Plotting sample data

We can plot the trajectories for the paw withdrawal to determine whether tracking was appropriate using a variety of customizable parameters:

plot_filter_graphs(csv_or_path = lp_manual_stim,
                   p_cutoff = 0,
                   reference_distance = 40,
                   manual_scale_factor = NA,
                   fps = 2000,
                   savgol_window_length = 25,
                   median_window_length = 25,
                   average_window_length = 25,
                   fixed_baseline = 1,
                   y_threshold = 0.1,
                   body_part = "center",
                   axis = "y")
#> Registered S3 method overwritten by 'quantmod':
#>   method            from
#>   as.zoo.data.frame zoo
#> Warning: Removed 24 rows containing missing values or values outside the scale range
#> (`geom_point()`).

Notice how the transparency of each data point reflects the tracking confidence, as a qualitative way of assessing outliers. We’ll take apart the different settings for the plot_filter_graphs() function here, and then describe how we can optimize these settings to design an optimal filter for our data.

  1. the csv_or_path variable refers to the path to the CSV you wish to track. Here, we’re looking at a trajectory for a manual stimulation in our sample dataset.
  2. the p_cutoff variable refers to the confidence level at which you want to replace the data with interpolation. In other words, you might want to replace outlier points that were mistracked with interpolation between more confident points. Setting a p_cutoff of 0.1 replaces all the points that the model was <10% confident about with interpolation.
  3. The reference_distance variable refers to the real-world distance between your two reference points. Our points in this example CSV were the top and bottom of a chamber (which we measured to be 40mm), so this value is set to 40. This distance will be used to adaptively calculate a scale factor for each video and scale your data appropriately, regardless of whether the camera you used was at different distances in different videos.
  4. The manual_scale_factor variable can be used if you don’t wish to use reference objects to adaptively calculate scale factors.
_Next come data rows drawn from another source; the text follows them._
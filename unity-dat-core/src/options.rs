//! Pipeline options
//!
//! Options are plain serde structs so they can be kept next to a modding
//! project in a small YAML file.

use crate::constants::{DECRYPTED_SUFFIX, FALLBACK_NAME_PREFIX, UNITY_FS_SIGNATURE};
use crate::error::{DatError, Result};
use serde::{Deserialize, Serialize};
use std::path::Path;

/// Options for decrypting and exporting bundles
#[derive(Debug, Clone, PartialEq, Eq, Serialize, Deserialize)]
#[serde(default)]
pub struct DatOptions {
    /// Expected plaintext prefix of a decrypted bundle
    pub signature: String,
    /// Suffix inserted before the extension of the decrypted file
    pub decrypted_suffix: String,
    /// Prefix of names synthesized from a path id
    pub fallback_name_prefix: String,
}

impl Default for DatOptions {
    fn default() -> Self {
        Self::unity_fs()
    }
}

impl DatOptions {
    /// Options for UnityFS bundles
    pub fn unity_fs() -> Self {
        Self {
            signature: String::from_utf8_lossy(UNITY_FS_SIGNATURE).into_owned(),
            decrypted_suffix: DECRYPTED_SUFFIX.to_string(),
            fallback_name_prefix: FALLBACK_NAME_PREFIX.to_string(),
        }
    }

    /// Replace the expected signature
    pub fn with_signature<S: Into<String>>(mut self, signature: S) -> Self {
        self.signature = signature.into();
        self
    }

    /// Replace the decrypted-file suffix
    pub fn with_decrypted_suffix<S: Into<String>>(mut self, suffix: S) -> Self {
        self.decrypted_suffix = suffix.into();
        self
    }

    /// Signature as bytes
    pub fn signature_bytes(&self) -> &[u8] {
        self.signature.as_bytes()
    }

    /// Check the options can drive a decrypt request
    pub fn validate(&self) -> Result<()> {
        if self.signature.is_empty() {
            return Err(DatError::config("signature must not be empty"));
        }
        if self.decrypted_suffix.is_empty() {
            return Err(DatError::config(
                "decrypted suffix must not be empty, the input would be overwritten",
            ));
        }
        Ok(())
    }

    /// Parse options from YAML text
    pub fn from_yaml_str(yaml: &str) -> Result<Self> {
        let options: Self = serde_yaml::from_str(yaml)
            .map_err(|e| DatError::config(format!("Invalid options: {}", e)))?;
        options.validate()?;
        Ok(options)
    }

    /// Load options from a YAML file
    pub fn from_yaml_file<P: AsRef<Path>>(path: P) -> Result<Self> {
        let text = std::fs::read_to_string(path.as_ref()).map_err(|e| {
            DatError::config(format!(
                "Failed to read options {:?}: {}",
                path.as_ref(),
                e
            ))
        })?;
        Self::from_yaml_str(&text)
    }

    /// Serialize options to YAML
    pub fn to_yaml_string(&self) -> Result<String> {
        serde_yaml::to_string(self)
            .map_err(|e| DatError::config(format!("Failed to serialize options: {}", e)))
    }
}

#[cfg(test)]
mod tests {
    use super::*;

    #[test]
    fn test_defaults() {
        let options = DatOptions::default();
        assert_eq!(options.signature_bytes(), b"UnityFS");
        assert_eq!(options.decrypted_suffix, "_DEC");
        assert_eq!(options.fallback_name_prefix, "path_id_");
        assert!(options.validate().is_ok());
    }

    #[test]
    fn test_partial_yaml_keeps_defaults() {
        let options = DatOptions::from_yaml_str("decrypted_suffix: _plain\n").unwrap();
        assert_eq!(options.decrypted_suffix, "_plain");
        assert_eq!(options.signature, "UnityFS");
    }

    #[test]
    fn test_empty_signature_rejected() {
        let err = DatOptions::from_yaml_str("signature: ''\n").unwrap_err();
        assert!(matches!(err, DatError::Config(_)));
    }

    #[test]
    fn test_yaml_file_round_trip() {
        let dir = tempfile::tempdir().unwrap();
        let path = dir.path().join("unity-dat.yaml");
        let options = DatOptions::unity_fs().with_signature("UnityWeb");
        std::fs::write(&path, options.to_yaml_string().unwrap()).unwrap();

        assert_eq!(DatOptions::from_yaml_file(&path).unwrap(), options);
    }

    #[test]
    fn test_missing_file_is_config_error() {
        let err = DatOptions::from_yaml_file("no/such/options.yaml").unwrap_err();
        assert!(matches!(err, DatError::Config(_)));
    }
}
This is usually the case when you are certain your camera is always at the same distance away from your target, so you can enter a millimeter/pixel scale factor to be used for every single one of your videos. Keep in mind that setting a manual_scale_factor will override the reference_distance and adaptive calculations — the code will use your manual_scale_factor to scale all of your videos to scale them to millimeters.
  5. The fps variable can be used to set the number of frames per second in your video to set a timescale for behavior. Here, we use 2000 fps. 6-8) The savgol_window_length, median_window_length, and average_window_length variables define the degree of smoothing (using either a Savitzky-Golay filter, a rolling median filter, or a rolling average filter) you wish to apply to the trajectory data. As a default, these values are set to 25, but you can increase or decrease the window of data-points each filter will use to apply smoothing. Generally, a higher window length results in increased smoothing, but be sure that by applying too high a level of smoothing, you are not suppressing any subtle behaviors. 9-10) For body_part, indicate whether you wish to show trajectories for the “toe,” the “center,” or the “heel.” For axis, indicate whether you wish to show trajectories for the given body part using the “x” axis or the “y” axis.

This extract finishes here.